Shawn Ginwright’s book, Black in School: Afrocentric Reform, Urban Youth and the Promise of Hip-Hop Culture explores Afrocentricity as a political and an epistemological movement and erects an urban political economy as a means to explore the effectiveness of an Afrocentric reform movement in

Oakland , California . He begins with an historical analysis of Afrocentricity in the United States , and he draws a rich history of the movement by focusing in particular on the political battles that were waged between Black communities and academe. He then addresses the ways in which two main political tendencies grew within the movement: a Marxist or revolutionary nationalist orientation and a cultural nationalist orientation. He points out that Revolutionary Nationalists espoused a Marxist ideology and felt strongly that African Americans, particularly those who are poor and/or working class, would have to engage in a full-scale revolution in order to change class and race inequities. Cultural nationalists, on the other hand, believe that African Americans need to reorient themselves to African cultural mores, values, and beliefs and that by doing so, they can be free from the mental imprisonment that is Eurocentric thought and behavior. As Ginwright points out, the current Afrocentric movement within Black Studies has taken much of its influence from the cultural nationalist movement that began long ago.

Ginwright describes Afrocentricity as “a set of principles that place

Africa at the center of political, economic, cultural, and spiritual life for African Americans”and “rejects a Eurocentric worldview” (p. 17). He then argues that within Afrocentricity, there are three basic approaches: classical, critical, and nationalist. The classical approach, or what I refer to as an historical reconstructionist approach ( Lynn , 2004), explores the historic roots of the African Diaspora by deeply examining the cultural histories of ancient Eastern African societies. A critical Afrocentricity, on the other hand, borrows heavily from the classical approach but attempts to view African American identity in multi-faceted ways—often connecting culture to race and class and other markers of difference. Finally, Ginwright describes a nationalist Afrocentric approach which calls for complete racial segregration. This approach has gained mass appeal. In other words, Ginwright suggests that this nationalist approach has had the greatest amount of influence on how people envision Afrocentricity and how it has been subsequently utilized.

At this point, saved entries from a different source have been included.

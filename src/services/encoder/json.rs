use std::io::Write;

use super::RowEncoder;
use crate::api::middleware::AppError;
use crate::models::{ColumnDescriptor, FieldNames, Row, RowObject};

fn write_error(e: impl std::fmt::Display) -> AppError {
    AppError::internal_with_details("Error encoding row", e.to_string())
}

/// `{"data":[{"col":value,...},...]}`
pub struct JsonEncoder<W: Write> {
    writer: W,
    columns: Vec<ColumnDescriptor>,
    first: bool,
}

impl<W: Write> JsonEncoder<W> {
    pub fn new(mut writer: W, columns: &[ColumnDescriptor]) -> Result<Self, AppError> {
        writer.write_all(br#"{"data":["#).map_err(write_error)?;
        Ok(Self {
            writer,
            columns: columns.to_vec(),
            first: true,
        })
    }
}

impl<W: Write> RowEncoder<W> for JsonEncoder<W> {
    fn write_row(&mut self, row: &Row) -> Result<(), AppError> {
        if !self.first {
            self.writer.write_all(b",").map_err(write_error)?;
        }
        self.first = false;

        let object = RowObject {
            columns: &self.columns,
            values: row,
        };
        serde_json::to_writer(&mut self.writer, &object).map_err(write_error)
    }

    fn finish(mut self: Box<Self>) -> Result<W, AppError> {
        self.writer.write_all(b"]}").map_err(write_error)?;
        Ok(self.writer)
    }
}

/// `{"data":{"fields":[...],"rows":[[...],...]}}`
pub struct JsonDataArrayEncoder<W: Write> {
    writer: W,
    first: bool,
}

impl<W: Write> JsonDataArrayEncoder<W> {
    pub fn new(mut writer: W, columns: &[ColumnDescriptor]) -> Result<Self, AppError> {
        writer.write_all(br#"{"data":{"fields":"#).map_err(write_error)?;
        serde_json::to_writer(&mut writer, &FieldNames(columns)).map_err(write_error)?;
        writer.write_all(br#","rows":["#).map_err(write_error)?;
        Ok(Self { writer, first: true })
    }
}

impl<W: Write> RowEncoder<W> for JsonDataArrayEncoder<W> {
    fn write_row(&mut self, row: &Row) -> Result<(), AppError> {
        if !self.first {
            self.writer.write_all(b",").map_err(write_error)?;
        }
        self.first = false;
        serde_json::to_writer(&mut self.writer, row).map_err(write_error)
    }

    fn finish(mut self: Box<Self>) -> Result<W, AppError> {
        self.writer.write_all(b"]}}").map_err(write_error)?;
        Ok(self.writer)
    }
}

After describing Afrocentricity as both an academic and political movement among cultural nationalists, Ginwright argues that Afrocentricity is short-sighted for its over-reliance on a monolithic universal notion of African American culture that fails to account for important generational, social and economic differences that exist within the African American community. More specifically, he argues, Afrocentric education has not “adequately addressed the ways that poverty and class isolation impact young people’s lives (p. 27).” Utilizing the work of Marxist political economist, Jean Anyon, he calls on Afrocentric education to incorporate an analysis of the “structural” and the “sociocultural” components of Black urban life. Hip-Hop, he argues, might be an important framework for illuminating the voices and experiences of black working class youth and can possibly serve as a transformative vehicle for bridging cultural, generational, and socioeconomic gaps between black working youth and black middle class adults. In that sense, he brilliantly points out that Hip-Hop can be both a political and pedagogical tool for empowerment because it captures the “emerging worldview” of Black working class youth in urban areas. He does not elaborate on how this approach might be useful in urban classrooms.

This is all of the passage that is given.